**Directions for this task**
Each line of the data has to be retyped exactly as it is.

(Records contained in a dataset)
● ● ● ●
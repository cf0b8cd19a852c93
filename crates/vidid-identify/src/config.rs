//! Orchestrator configuration: every public tuning knob, loadable from an
//! optional TOML file and overridable by CLI flags, with a `validate()` that
//! re-checks every range invariant the orchestrator's own setters enforce —
//! so a bad config fails fast before any video I/O happens.

use std::path::{Path, PathBuf};

use serde::{Deserialize, Serialize};

use crate::error::{IdentifyError, Result};

fn default_nb_images_recognizer() -> usize {
    20
}

fn default_face_min_confidence() -> f32 {
    0.9
}

fn default_compare_coords_min_threshold() -> f32 {
    0.4
}

fn default_compare_coords_ref_min_threshold() -> f32 {
    0.6
}

fn default_coords_min_dist() -> f32 {
    0.1
}

fn default_images_min_dist() -> f32 {
    0.8
}

fn default_true() -> bool {
    true
}

fn default_out_shift() -> f32 {
    0.0
}

fn default_out_width() -> u32 {
    480
}

fn default_out_height() -> u32 {
    480
}

fn default_pass3_window_seconds() -> f64 {
    3.0
}

/// Every public orchestrator option, per the configuration table.
#[derive(Debug, Clone, Serialize, Deserialize)]
pub struct Config {
    /// Gallery cap per identity (`NUMBER_OF_FACE_KID_IMAGES`).
    #[serde(default = "default_nb_images_recognizer")]
    pub nb_images_recognizer: usize,

    /// Minimum detection confidence to enter pass 1 discovery.
    #[serde(default = "default_face_min_confidence")]
    pub face_min_confidence: f32,

    /// Minimum score to match an identity by coords.
    #[serde(default = "default_compare_coords_min_threshold")]
    pub compare_coords_min_threshold: f32,

    /// Minimum score to add a gallery image (`MIN_ADDREF_COMPARE_COORDS`).
    #[serde(default = "default_compare_coords_ref_min_threshold")]
    pub compare_coords_ref_min_threshold: f32,

    /// Candidate-dedup threshold between two identities, by coords
    /// (`MIN_DISTANCE_KIDS_COORDS`).
    #[serde(default = "default_coords_min_dist")]
    pub coords_min_dist: f32,

    /// Candidate-dedup threshold between two identities, by images
    /// (`MIN_DISTANCE_KIDS_IMAGES`).
    #[serde(default = "default_images_min_dist")]
    pub images_min_dist: f32,

    /// Emit per-identity video/coords.
    #[serde(default = "default_true")]
    pub out_ident: bool,

    /// Use selfie portrait scaling instead of the standard portrait.
    #[serde(default = "default_true")]
    pub out_selfie: bool,

    /// Percent shift of x for per-identity output, in `(-100, 100)`.
    #[serde(default = "default_out_shift")]
    pub out_shift: f32,

    /// Emit the aggregate (all-identities-annotated) video/coords stream.
    #[serde(default = "default_true")]
    pub out_aggregate: bool,

    /// Width of per-identity letterboxed output frames.
    #[serde(default = "default_out_width")]
    pub out_width: u32,

    /// Height of per-identity letterboxed output frames.
    #[serde(default = "default_out_height")]
    pub out_height: u32,

    /// Length, in seconds, of the dedicated smoothing/emission window used
    /// by pass 3 (independent of the discovery/identification window size).
    #[serde(default = "default_pass3_window_seconds")]
    pub pass3_window_seconds: f64,
}

impl Default for Config {
    fn default() -> Self {
        Config {
            nb_images_recognizer: default_nb_images_recognizer(),
            face_min_confidence: default_face_min_confidence(),
            compare_coords_min_threshold: default_compare_coords_min_threshold(),
            compare_coords_ref_min_threshold: default_compare_coords_ref_min_threshold(),
            coords_min_dist: default_coords_min_dist(),
            images_min_dist: default_images_min_dist(),
            out_ident: true,
            out_selfie: true,
            out_shift: default_out_shift(),
            out_aggregate: true,
            out_width: default_out_width(),
            out_height: default_out_height(),
            pass3_window_seconds: default_pass3_window_seconds(),
        }
    }
}

impl Config {
    /// Load configuration from a TOML file, falling back to compiled
    /// defaults if `path` is `None`.
    pub fn load(path: Option<&Path>) -> Result<Self> {
        let config = match path {
            Some(p) => Self::load_from_path(p)?,
            None => Config::default(),
        };
        config.validate()?;
        Ok(config)
    }

    fn load_from_path(path: &Path) -> Result<Self> {
        let contents = std::fs::read_to_string(path)?;
        let config: Config = toml::from_str(&contents)
            .map_err(|e| IdentifyError::Config(format!("failed to parse {}: {e}", path.display())))?;
        Ok(config)
    }

    pub fn save(&self, path: impl AsRef<Path>) -> Result<()> {
        let serialized = toml::to_string_pretty(self)
            .map_err(|e| IdentifyError::Config(format!("failed to serialize config: {e}")))?;
        std::fs::write(path, serialized)?;
        Ok(())
    }

    /// Re-checks every range invariant the orchestrator's own setters
    /// enforce, so a bad config fails fast before any video I/O happens.
    pub fn validate(&self) -> Result<()> {
        if self.nb_images_recognizer == 0 {
            return Err(IdentifyError::InvalidArgument(
                "nb_images_recognizer must be non-zero".into(),
            ));
        }
        for (name, value) in [
            ("face_min_confidence", self.face_min_confidence),
            (
                "compare_coords_min_threshold",
                self.compare_coords_min_threshold,
            ),
            (
                "compare_coords_ref_min_threshold",
                self.compare_coords_ref_min_threshold,
            ),
            ("coords_min_dist", self.coords_min_dist),
            ("images_min_dist", self.images_min_dist),
        ] {
            if !(0.0..=1.0).contains(&value) {
                return Err(IdentifyError::InvalidArgument(format!(
                    "{name} must be in [0, 1], got {value}"
                )));
            }
        }
        if !(-100.0..100.0).contains(&self.out_shift) {
            return Err(IdentifyError::InvalidArgument(format!(
                "out_shift must be in (-100, 100), got {}",
                self.out_shift
            )));
        }
        if self.out_width == 0 || self.out_height == 0 {
            return Err(IdentifyError::InvalidArgument(
                "out_width/out_height must be non-zero".into(),
            ));
        }
        if self.pass3_window_seconds <= 0.0 {
            return Err(IdentifyError::InvalidArgument(format!(
                "pass3_window_seconds must be positive, got {}",
                self.pass3_window_seconds
            )));
        }
        Ok(())
    }
}

/// Resolves the model cache directory used by the optional ONNX recognizer,
/// following the teacher's `dirs`-based cache-dir convention.
pub fn default_model_cache_dir() -> PathBuf {
    dirs::cache_dir()
        .unwrap_or_else(std::env::temp_dir)
        .join("vidid")
        .join("models")
}

#[cfg(test)]
mod tests {
    use super::*;

    #[test]
    fn default_config_validates() {
        assert!(Config::default().validate().is_ok());
    }

    #[test]
    fn rejects_out_of_range_confidence() {
        let mut config = Config::default();
        config.face_min_confidence = 1.5;
        let err = config.validate().unwrap_err();
        assert!(matches!(err, IdentifyError::InvalidArgument(_)));
    }

    #[test]
    fn rejects_out_of_range_shift() {
        let mut config = Config::default();
        config.out_shift = 150.0;
        assert!(config.validate().is_err());
    }

    #[test]
    fn toml_round_trip_preserves_values() {
        let mut config = Config::default();
        config.nb_images_recognizer = 12;
        let serialized = toml::to_string(&config).unwrap();
        let parsed: Config = toml::from_str(&serialized).unwrap();
        assert_eq!(parsed.nb_images_recognizer, 12);
    }
}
● ● ● ●
**Reply**
repository cf0b8cd19a852c93
filename crates/vidid-identify/src/config.rs
//! Orchestrator configuration: every public tuning knob, loadable from an
//! optional TOML file and overridable by CLI flags, with a `validate()` that
//! re-checks every range invariant the orchestrator's own setters enforce —
//! so a bad config fails fast before any video I/O happens.

use std::path::{Path, PathBuf};

use serde::{Deserialize, Serialize};

use crate::error::{IdentifyError, Result};

fn default_nb_images_recognizer() -> usize {
    20
}

fn default_face_min_confidence() -> f32 {
    0.9
}

fn default_compare_coords_min_threshold() -> f32 {
    0.4
}

fn default_compare_coords_ref_min_threshold() -> f32 {
    0.6
}

fn default_coords_min_dist() -> f32 {
    0.1
}

fn default_images_min_dist() -> f32 {
    0.8
}

fn default_true() -> bool {
    true
}

fn default_out_shift() -> f32 {
    0.0
}

fn default_out_width() -> u32 {
    480
}

fn default_out_height() -> u32 {
    480
}

fn default_pass3_window_seconds() -> f64 {
    3.0
}

/// Every public orchestrator option, per the configuration table.
#[derive(Debug, Clone, Serialize, Deserialize)]
pub struct Config {
    /// Gallery cap per identity (`NUMBER_OF_FACE_KID_IMAGES`).
    #[serde(default = "default_nb_images_recognizer")]
    pub nb_images_recognizer: usize,

    /// Minimum detection confidence to enter pass 1 discovery.
    #[serde(default = "default_face_min_confidence")]
    pub face_min_confidence: f32,

    /// Minimum score to match an identity by coords.
    #[serde(default = "default_compare_coords_min_threshold")]
    pub compare_coords_min_threshold: f32,

    /// Minimum score to add a gallery image (`MIN_ADDREF_COMPARE_COORDS`).
    #[serde(default = "default_compare_coords_ref_min_threshold")]
    pub compare_coords_ref_min_threshold: f32,

    /// Candidate-dedup threshold between two identities, by coords
    /// (`MIN_DISTANCE_KIDS_COORDS`).
    #[serde(default = "default_coords_min_dist")]
    pub coords_min_dist: f32,

    /// Candidate-dedup threshold between two identities, by images
    /// (`MIN_DISTANCE_KIDS_IMAGES`).
    #[serde(default = "default_images_min_dist")]
    pub images_min_dist: f32,

    /// Emit per-identity video/coords.
    #[serde(default = "default_true")]
    pub out_ident: bool,

    /// Use selfie portrait scaling instead of the standard portrait.
    #[serde(default = "default_true")]
    pub out_selfie: bool,

    /// Percent shift of x for per-identity output, in `(-100, 100)`.
    #[serde(default = "default_out_shift")]
    pub out_shift: f32,

    /// Emit the aggregate (all-identities-annotated) video/coords stream.
    #[serde(default = "default_true")]
    pub out_aggregate: bool,

    /// Width of per-identity letterboxed output frames.
    #[serde(default = "default_out_width")]
    pub out_width: u32,

    /// Height of per-identity letterboxed output frames.
    #[serde(default = "default_out_height")]
    pub out_height: u32,

    /// Length, in seconds, of the dedicated smoothing/emission window used
    /// by pass 3 (independent of the discovery/identification window size).
    #[serde(default = "default_pass3_window_seconds")]
    pub pass3_window_seconds: f64,
}

impl Default for Config {
    fn default() -> Self {
        Config {
            nb_images_recognizer: default_nb_images_recognizer(),
            face_min_confidence: default_face_min_confidence(),
            compare_coords_min_threshold: default_compare_coords_min_threshold(),
            compare_coords_ref_min_threshold: default_compare_coords_ref_min_threshold(),
            coords_min_dist: default_coords_min_dist(),
            images_min_dist: default_images_min_dist(),
            out_ident: true,
            out_selfie: true,
            out_shift: default_out_shift(),
            out_aggregate: true,
            out_width: default_out_width(),
            out_height: default_out_height(),
            pass3_window_seconds: default_pass3_window_seconds(),
        }
    }
}

impl Config {
    /// Load configuration from a TOML file, falling back to compiled
    /// defaults if `path` is `None`.
    pub fn load(path: Option<&Path>) -> Result<Self> {
        let config = match path {
            Some(p) => Self::load_from_path(p)?,
            None => Config::default(),
        };
        config.validate()?;
        Ok(config)
    }

    fn load_from_path(path: &Path) -> Result<Self> {
        let contents = std::fs::read_to_string(path)?;
        let config: Config = toml::from_str(&contents)
            .map_err(|e| IdentifyError::Config(format!("failed to parse {}: {e}", path.display())))?;
        Ok(config)
    }

    pub fn save(&self, path: impl AsRef<Path>) -> Result<()> {
        let serialized = toml::to_string_pretty(self)
            .map_err(|e| IdentifyError::Config(format!("failed to serialize config: {e}")))?;
        std::fs::write(path, serialized)?;
        Ok(())
    }

    /// Re-checks every range invariant the orchestrator's own setters
    /// enforce, so a bad config fails fast before any video I/O happens.
    pub fn validate(&self) -> Result<()> {
        if self.nb_images_recognizer == 0 {
            return Err(IdentifyError::InvalidArgument(
                "nb_images_recognizer must be non-zero".into(),
            ));
        }
        for (name, value) in [
            ("face_min_confidence", self.face_min_confidence),
            (
                "compare_coords_min_threshold",
                self.compare_coords_min_threshold,
            ),
            (
                "compare_coords_ref_min_threshold",
                self.compare_coords_ref_min_threshold,
            ),
            ("coords_min_dist", self.coords_min_dist),
            ("images_min_dist", self.images_min_dist),
        ] {
            if !(0.0..=1.0).contains(&value) {
                return Err(IdentifyError::InvalidArgument(format!(
                    "{name} must be in [0, 1], got {value}"
                )));
            }
        }
        if !(-100.0..100.0).contains(&self.out_shift) {
            return Err(IdentifyError::InvalidArgument(format!(
                "out_shift must be in (-100, 100), got {}",
                self.out_shift
            )));
        }
        if self.out_width == 0 || self.out_height == 0 {
            return Err(IdentifyError::InvalidArgument(
                "out_width/out_height must be non-zero".into(),
            ));
        }
        if self.pass3_window_seconds <= 0.0 {
            return Err(IdentifyError::InvalidArgument(format!(
                "pass3_window_seconds must be positive, got {}",
                self.pass3_window_seconds
            )));
        }
        Ok(())
    }
}

/// Resolves the model cache directory used by the optional ONNX recognizer,
/// following the teacher's `dirs`-based cache-dir convention.
pub fn default_model_cache_dir() -> PathBuf {
    dirs::cache_dir()
        .unwrap_or_else(std::env::temp_dir)
        .join("vidid")
        .join("models")
}

#[cfg(test)]
mod tests {
    use super::*;

    #[test]
    fn default_config_validates() {
        assert!(Config::default().validate().is_ok());
    }

    #[test]
    fn rejects_out_of_range_confidence() {
        let mut config = Config::default();
        config.face_min_confidence = 1.5;
        let err = config.validate().unwrap_err();
        assert!(matches!(err, IdentifyError::InvalidArgument(_)));
    }

    #[test]
    fn rejects_out_of_range_shift() {
        let mut config = Config::default();
        config.out_shift = 150.0;
        assert!(config.validate().is_err());
    }

    #[test]
    fn toml_round_trip_preserves_values() {
        let mut config = Config::default();
        config.nb_images_recognizer = 12;
        let serialized = toml::to_string(&config).unwrap();
        let parsed: Config = toml::from_str(&serialized).unwrap();
        assert_eq!(parsed.nb_images_recognizer, 12);
    }
}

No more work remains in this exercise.